_What you have to do_: Tally the lines in the entries below where the string "batch" occurs. Reply with the total alone.

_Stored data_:
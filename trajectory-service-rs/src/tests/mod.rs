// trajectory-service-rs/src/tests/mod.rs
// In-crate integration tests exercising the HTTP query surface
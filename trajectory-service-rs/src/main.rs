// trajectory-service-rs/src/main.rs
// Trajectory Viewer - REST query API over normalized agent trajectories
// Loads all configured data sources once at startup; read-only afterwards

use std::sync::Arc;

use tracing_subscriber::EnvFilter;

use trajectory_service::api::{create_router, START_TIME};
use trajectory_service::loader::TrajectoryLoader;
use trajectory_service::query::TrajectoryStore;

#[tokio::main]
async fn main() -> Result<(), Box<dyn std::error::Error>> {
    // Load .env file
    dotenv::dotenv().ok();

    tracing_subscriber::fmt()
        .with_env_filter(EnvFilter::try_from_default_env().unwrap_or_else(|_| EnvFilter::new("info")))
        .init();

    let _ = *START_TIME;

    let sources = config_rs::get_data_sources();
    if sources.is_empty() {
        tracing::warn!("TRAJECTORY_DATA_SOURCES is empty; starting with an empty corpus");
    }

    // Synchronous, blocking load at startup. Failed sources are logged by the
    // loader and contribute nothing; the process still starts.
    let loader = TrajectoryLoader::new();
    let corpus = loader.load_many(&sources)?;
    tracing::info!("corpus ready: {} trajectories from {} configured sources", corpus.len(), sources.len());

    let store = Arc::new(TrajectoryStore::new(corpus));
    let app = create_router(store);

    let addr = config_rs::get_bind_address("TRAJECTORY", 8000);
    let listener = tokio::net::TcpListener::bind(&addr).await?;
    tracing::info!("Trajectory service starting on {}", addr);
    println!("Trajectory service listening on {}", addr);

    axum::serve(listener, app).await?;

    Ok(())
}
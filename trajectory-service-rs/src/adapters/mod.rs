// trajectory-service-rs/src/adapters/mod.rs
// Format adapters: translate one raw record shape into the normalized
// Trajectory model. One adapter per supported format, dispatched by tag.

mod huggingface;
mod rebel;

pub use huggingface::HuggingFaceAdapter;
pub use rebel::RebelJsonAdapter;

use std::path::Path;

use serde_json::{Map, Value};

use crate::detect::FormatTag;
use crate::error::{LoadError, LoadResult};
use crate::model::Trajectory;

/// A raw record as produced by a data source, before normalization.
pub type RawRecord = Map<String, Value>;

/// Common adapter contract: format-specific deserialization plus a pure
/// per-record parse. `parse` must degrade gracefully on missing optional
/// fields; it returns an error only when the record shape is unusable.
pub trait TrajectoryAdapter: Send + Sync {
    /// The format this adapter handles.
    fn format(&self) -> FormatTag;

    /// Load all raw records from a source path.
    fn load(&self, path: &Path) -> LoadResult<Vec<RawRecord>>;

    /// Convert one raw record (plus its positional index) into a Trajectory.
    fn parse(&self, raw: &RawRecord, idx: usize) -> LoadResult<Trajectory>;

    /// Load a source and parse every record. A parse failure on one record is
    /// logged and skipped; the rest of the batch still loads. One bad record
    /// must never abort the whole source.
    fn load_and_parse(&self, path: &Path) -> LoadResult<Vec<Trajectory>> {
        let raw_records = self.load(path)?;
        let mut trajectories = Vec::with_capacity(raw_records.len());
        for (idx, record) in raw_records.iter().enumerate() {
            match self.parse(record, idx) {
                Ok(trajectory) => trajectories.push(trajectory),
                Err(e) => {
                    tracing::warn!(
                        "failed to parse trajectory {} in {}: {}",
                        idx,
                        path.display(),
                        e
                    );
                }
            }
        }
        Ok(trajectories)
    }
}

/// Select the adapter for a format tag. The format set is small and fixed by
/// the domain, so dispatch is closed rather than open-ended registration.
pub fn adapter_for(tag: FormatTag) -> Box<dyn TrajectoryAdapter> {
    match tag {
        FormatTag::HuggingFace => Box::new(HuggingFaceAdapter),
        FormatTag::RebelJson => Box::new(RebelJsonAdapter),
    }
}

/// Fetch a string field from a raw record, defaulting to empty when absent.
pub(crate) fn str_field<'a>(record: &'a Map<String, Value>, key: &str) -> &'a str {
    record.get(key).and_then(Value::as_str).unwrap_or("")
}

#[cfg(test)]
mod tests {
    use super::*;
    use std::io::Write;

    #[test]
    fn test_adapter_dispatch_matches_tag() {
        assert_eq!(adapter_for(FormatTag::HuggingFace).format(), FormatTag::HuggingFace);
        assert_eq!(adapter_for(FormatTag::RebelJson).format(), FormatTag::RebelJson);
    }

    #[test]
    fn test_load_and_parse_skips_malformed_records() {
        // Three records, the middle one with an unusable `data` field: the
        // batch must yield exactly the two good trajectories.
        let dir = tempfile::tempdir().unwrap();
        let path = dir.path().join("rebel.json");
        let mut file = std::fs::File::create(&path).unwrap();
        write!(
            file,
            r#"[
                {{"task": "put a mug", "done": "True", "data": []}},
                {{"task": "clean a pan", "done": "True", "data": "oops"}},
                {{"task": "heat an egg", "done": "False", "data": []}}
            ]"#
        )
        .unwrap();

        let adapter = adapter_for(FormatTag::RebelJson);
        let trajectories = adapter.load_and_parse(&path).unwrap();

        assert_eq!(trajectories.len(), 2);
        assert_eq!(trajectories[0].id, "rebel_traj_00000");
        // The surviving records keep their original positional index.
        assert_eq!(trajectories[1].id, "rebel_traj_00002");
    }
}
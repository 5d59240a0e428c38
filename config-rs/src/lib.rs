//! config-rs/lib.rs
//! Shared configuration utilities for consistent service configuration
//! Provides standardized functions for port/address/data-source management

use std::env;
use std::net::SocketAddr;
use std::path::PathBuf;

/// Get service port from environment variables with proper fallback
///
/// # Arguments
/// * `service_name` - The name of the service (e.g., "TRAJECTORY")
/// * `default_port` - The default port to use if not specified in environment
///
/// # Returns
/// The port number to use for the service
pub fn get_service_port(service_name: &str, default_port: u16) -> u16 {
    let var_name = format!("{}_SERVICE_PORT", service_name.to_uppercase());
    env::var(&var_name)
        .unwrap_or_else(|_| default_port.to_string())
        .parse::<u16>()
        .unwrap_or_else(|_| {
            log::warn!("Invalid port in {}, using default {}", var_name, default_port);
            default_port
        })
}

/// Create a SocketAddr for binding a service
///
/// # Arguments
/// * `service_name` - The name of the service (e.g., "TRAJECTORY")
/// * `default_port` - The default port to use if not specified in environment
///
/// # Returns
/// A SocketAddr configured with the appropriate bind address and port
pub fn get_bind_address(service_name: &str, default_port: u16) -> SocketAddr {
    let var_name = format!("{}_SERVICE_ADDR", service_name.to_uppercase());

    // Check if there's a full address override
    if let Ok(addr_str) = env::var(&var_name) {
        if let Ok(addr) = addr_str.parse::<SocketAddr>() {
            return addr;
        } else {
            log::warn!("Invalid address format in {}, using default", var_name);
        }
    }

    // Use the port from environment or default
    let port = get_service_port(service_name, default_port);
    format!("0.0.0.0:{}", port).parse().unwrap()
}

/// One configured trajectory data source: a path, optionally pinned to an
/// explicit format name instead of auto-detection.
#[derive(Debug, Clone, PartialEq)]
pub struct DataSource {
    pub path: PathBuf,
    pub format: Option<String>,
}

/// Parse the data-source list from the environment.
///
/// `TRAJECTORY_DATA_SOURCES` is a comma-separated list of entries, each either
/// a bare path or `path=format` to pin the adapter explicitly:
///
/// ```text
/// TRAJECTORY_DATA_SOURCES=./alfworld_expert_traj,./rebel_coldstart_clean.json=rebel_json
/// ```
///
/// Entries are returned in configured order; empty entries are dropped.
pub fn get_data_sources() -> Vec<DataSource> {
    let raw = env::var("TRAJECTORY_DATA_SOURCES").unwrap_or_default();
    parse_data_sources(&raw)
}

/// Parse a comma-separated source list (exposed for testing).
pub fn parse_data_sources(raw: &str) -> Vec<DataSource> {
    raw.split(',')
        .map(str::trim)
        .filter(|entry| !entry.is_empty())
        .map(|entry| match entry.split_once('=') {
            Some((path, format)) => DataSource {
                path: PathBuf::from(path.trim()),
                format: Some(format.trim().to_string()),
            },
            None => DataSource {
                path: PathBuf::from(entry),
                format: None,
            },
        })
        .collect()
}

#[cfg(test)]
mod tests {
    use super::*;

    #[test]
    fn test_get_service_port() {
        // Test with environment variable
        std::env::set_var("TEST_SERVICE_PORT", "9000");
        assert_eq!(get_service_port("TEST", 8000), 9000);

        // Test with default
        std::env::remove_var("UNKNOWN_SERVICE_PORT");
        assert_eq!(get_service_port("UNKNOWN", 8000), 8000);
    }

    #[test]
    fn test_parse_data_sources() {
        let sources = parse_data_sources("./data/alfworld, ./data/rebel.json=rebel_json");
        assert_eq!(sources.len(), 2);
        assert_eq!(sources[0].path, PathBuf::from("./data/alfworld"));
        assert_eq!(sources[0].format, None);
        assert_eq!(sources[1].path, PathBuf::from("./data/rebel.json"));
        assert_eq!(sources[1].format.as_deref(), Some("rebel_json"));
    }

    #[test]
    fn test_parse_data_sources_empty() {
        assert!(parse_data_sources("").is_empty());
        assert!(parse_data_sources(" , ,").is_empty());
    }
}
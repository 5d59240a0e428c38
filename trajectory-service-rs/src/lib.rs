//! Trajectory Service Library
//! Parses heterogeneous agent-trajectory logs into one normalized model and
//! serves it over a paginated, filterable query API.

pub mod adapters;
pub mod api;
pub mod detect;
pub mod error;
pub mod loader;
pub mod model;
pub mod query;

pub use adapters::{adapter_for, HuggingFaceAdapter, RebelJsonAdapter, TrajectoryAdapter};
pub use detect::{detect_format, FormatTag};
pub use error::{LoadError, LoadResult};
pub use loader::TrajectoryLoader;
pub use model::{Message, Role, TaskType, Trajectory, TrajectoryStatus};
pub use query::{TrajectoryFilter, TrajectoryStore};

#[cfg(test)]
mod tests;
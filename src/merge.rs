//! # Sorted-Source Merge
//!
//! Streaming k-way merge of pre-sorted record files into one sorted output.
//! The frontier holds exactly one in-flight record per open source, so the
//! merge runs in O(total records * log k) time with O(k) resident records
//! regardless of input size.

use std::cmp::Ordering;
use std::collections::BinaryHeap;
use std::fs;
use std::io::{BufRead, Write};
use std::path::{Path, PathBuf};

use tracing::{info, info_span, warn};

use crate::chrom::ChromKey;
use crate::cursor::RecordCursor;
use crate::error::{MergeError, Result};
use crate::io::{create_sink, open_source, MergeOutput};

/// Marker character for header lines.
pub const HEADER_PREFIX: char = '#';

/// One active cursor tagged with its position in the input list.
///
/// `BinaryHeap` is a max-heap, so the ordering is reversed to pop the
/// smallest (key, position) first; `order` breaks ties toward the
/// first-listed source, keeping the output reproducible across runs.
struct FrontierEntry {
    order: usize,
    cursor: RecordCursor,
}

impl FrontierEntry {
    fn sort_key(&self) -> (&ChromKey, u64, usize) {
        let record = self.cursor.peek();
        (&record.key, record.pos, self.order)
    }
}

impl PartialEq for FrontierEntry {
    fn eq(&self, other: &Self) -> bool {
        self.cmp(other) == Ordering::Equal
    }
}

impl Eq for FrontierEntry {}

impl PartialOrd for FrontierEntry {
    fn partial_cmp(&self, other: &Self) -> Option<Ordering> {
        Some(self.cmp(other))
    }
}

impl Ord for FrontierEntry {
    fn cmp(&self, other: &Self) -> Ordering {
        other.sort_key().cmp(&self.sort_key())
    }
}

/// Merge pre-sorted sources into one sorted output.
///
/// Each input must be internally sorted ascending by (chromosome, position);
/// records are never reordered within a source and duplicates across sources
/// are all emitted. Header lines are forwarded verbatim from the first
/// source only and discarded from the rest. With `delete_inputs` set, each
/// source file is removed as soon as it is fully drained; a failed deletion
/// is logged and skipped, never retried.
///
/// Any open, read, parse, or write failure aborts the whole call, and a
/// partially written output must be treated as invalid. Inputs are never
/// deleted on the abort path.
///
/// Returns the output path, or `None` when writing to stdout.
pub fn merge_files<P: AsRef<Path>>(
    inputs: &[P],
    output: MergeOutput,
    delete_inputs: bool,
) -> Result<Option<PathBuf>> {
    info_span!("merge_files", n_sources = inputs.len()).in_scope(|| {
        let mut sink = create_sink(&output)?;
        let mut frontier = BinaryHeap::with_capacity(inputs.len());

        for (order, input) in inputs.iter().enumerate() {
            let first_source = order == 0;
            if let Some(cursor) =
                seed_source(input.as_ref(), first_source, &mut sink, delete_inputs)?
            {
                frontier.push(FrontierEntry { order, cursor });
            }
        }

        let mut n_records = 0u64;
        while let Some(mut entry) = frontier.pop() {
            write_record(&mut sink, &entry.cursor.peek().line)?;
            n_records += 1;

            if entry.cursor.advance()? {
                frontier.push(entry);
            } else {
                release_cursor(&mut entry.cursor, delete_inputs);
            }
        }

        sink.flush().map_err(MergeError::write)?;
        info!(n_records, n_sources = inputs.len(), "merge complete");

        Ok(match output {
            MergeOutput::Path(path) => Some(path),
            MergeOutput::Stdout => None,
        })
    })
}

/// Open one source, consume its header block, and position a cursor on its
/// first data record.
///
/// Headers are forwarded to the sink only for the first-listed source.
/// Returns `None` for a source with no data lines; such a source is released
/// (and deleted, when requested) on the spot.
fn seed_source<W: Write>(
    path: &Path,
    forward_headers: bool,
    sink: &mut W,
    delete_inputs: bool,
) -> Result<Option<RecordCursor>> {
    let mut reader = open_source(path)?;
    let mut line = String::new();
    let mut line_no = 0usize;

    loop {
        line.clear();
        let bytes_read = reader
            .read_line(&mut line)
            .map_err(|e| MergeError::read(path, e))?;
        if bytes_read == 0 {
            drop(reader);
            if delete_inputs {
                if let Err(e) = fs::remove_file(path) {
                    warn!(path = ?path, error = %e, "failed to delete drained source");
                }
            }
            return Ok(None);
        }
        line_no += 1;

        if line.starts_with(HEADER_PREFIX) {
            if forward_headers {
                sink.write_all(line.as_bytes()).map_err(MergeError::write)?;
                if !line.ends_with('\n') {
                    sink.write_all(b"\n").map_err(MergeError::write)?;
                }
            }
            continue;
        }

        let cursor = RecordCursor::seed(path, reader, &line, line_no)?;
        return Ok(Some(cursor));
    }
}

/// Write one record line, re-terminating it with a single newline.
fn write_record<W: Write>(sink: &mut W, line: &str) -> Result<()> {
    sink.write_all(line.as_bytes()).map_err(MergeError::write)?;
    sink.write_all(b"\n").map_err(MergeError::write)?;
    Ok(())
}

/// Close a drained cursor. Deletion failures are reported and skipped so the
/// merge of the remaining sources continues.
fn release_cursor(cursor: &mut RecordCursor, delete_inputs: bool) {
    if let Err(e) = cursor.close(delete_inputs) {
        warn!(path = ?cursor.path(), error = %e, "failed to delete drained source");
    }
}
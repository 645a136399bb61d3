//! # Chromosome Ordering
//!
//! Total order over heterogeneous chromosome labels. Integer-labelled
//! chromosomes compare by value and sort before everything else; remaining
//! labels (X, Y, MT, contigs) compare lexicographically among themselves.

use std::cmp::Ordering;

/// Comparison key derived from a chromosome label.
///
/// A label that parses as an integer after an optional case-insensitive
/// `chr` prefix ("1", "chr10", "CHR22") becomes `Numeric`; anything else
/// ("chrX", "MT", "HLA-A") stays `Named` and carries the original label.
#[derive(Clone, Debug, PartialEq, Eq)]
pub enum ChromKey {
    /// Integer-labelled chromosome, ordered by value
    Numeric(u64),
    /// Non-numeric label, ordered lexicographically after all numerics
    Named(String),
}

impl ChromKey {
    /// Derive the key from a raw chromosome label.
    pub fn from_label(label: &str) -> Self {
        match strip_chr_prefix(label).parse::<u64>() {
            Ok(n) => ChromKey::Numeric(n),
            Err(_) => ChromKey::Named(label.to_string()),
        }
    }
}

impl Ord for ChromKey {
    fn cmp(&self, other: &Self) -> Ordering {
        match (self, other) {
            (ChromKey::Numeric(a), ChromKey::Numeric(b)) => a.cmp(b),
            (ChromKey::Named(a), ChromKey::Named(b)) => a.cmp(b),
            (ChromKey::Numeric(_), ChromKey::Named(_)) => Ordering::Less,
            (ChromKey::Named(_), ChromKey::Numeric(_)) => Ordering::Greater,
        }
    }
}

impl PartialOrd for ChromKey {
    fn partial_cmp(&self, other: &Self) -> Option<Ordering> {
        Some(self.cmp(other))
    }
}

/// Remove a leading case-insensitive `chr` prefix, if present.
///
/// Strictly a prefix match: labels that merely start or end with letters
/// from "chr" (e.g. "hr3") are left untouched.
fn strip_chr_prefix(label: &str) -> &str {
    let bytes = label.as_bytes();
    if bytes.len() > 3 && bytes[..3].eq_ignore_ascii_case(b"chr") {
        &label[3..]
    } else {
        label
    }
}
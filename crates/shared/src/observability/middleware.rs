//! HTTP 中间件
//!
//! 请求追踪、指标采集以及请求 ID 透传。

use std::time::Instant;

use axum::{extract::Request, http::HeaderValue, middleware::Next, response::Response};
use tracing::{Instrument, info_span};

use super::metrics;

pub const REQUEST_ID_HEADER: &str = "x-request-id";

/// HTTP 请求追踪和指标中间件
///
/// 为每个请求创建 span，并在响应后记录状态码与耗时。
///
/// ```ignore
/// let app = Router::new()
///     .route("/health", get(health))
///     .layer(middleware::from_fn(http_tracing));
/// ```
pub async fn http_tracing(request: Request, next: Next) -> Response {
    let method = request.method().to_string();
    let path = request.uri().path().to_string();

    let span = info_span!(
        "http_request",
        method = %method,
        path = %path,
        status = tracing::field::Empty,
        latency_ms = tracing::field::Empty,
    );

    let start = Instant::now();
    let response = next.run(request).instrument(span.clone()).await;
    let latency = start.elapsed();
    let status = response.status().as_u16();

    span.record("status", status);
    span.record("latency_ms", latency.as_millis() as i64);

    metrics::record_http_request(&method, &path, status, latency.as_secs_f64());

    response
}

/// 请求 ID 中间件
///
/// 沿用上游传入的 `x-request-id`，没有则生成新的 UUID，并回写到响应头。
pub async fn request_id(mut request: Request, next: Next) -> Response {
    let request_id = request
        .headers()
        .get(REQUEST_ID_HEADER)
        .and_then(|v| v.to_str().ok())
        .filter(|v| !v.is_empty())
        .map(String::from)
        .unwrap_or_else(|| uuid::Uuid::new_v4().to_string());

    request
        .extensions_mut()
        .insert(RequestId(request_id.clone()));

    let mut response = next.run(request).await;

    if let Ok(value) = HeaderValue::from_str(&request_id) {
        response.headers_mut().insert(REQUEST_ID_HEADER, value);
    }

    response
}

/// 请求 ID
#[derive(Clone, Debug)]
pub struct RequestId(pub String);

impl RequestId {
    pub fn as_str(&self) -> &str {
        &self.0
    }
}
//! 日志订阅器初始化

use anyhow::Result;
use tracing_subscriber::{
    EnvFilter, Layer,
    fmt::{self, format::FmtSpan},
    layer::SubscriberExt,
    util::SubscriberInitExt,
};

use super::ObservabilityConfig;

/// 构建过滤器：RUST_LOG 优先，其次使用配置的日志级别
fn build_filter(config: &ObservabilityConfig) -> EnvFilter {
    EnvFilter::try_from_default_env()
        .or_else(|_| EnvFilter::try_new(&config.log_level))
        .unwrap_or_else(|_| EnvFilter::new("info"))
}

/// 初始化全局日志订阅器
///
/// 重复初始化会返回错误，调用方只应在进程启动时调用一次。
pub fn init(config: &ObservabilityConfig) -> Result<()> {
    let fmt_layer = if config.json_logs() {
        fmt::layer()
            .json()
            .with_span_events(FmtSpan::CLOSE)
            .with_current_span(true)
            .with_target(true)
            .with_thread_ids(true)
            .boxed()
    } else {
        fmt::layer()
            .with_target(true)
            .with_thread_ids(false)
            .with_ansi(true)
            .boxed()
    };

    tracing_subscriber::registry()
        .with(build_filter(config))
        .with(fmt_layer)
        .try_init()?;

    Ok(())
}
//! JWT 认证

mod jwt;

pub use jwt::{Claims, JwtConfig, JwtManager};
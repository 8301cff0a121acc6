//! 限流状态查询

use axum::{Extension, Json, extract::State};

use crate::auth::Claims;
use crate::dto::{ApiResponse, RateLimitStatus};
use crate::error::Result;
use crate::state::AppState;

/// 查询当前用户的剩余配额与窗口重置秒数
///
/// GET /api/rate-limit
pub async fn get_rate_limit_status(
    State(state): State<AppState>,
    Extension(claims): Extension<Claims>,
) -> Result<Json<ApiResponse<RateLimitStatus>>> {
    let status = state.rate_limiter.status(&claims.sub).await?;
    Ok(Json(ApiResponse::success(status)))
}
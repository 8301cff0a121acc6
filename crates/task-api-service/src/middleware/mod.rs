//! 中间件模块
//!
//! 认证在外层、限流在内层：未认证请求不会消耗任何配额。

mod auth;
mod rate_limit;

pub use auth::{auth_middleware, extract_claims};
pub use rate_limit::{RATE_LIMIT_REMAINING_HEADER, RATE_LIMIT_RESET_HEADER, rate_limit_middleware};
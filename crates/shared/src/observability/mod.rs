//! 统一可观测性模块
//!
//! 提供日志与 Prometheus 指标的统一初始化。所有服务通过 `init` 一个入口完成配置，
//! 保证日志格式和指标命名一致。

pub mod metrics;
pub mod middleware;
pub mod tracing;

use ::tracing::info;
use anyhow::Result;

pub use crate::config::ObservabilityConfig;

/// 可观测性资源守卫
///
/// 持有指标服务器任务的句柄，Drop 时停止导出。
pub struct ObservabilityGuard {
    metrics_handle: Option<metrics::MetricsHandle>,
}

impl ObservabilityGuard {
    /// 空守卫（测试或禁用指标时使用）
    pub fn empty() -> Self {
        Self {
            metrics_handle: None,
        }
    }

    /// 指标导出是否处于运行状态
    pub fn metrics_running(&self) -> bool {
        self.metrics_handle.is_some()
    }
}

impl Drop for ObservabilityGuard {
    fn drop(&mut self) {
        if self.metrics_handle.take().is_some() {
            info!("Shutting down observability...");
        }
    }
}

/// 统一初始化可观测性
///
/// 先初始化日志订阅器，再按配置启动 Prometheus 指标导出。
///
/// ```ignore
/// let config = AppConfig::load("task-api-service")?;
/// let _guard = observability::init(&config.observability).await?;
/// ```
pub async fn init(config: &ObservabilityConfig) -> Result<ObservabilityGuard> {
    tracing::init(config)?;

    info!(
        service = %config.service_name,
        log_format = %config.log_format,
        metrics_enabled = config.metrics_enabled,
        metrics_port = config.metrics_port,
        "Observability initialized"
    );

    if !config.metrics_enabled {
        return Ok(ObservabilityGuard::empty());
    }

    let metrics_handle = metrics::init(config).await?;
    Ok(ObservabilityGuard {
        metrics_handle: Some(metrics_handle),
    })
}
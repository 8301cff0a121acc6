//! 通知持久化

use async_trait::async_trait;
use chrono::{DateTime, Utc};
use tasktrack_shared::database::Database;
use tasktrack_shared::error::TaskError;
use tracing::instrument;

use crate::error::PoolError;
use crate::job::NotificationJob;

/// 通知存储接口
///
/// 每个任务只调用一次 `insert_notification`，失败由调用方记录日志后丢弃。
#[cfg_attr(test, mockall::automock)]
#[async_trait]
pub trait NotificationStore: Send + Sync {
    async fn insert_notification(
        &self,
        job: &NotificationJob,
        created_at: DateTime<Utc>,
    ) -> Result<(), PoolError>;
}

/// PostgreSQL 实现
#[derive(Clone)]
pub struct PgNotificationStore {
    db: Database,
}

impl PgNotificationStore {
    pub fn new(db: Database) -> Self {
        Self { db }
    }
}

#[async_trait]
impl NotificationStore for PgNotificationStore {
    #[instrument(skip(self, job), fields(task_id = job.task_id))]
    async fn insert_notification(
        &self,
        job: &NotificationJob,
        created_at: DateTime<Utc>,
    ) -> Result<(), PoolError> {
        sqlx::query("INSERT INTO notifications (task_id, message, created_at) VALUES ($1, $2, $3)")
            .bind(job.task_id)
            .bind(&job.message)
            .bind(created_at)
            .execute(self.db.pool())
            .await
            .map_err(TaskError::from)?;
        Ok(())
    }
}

_Response to this exercise_: 2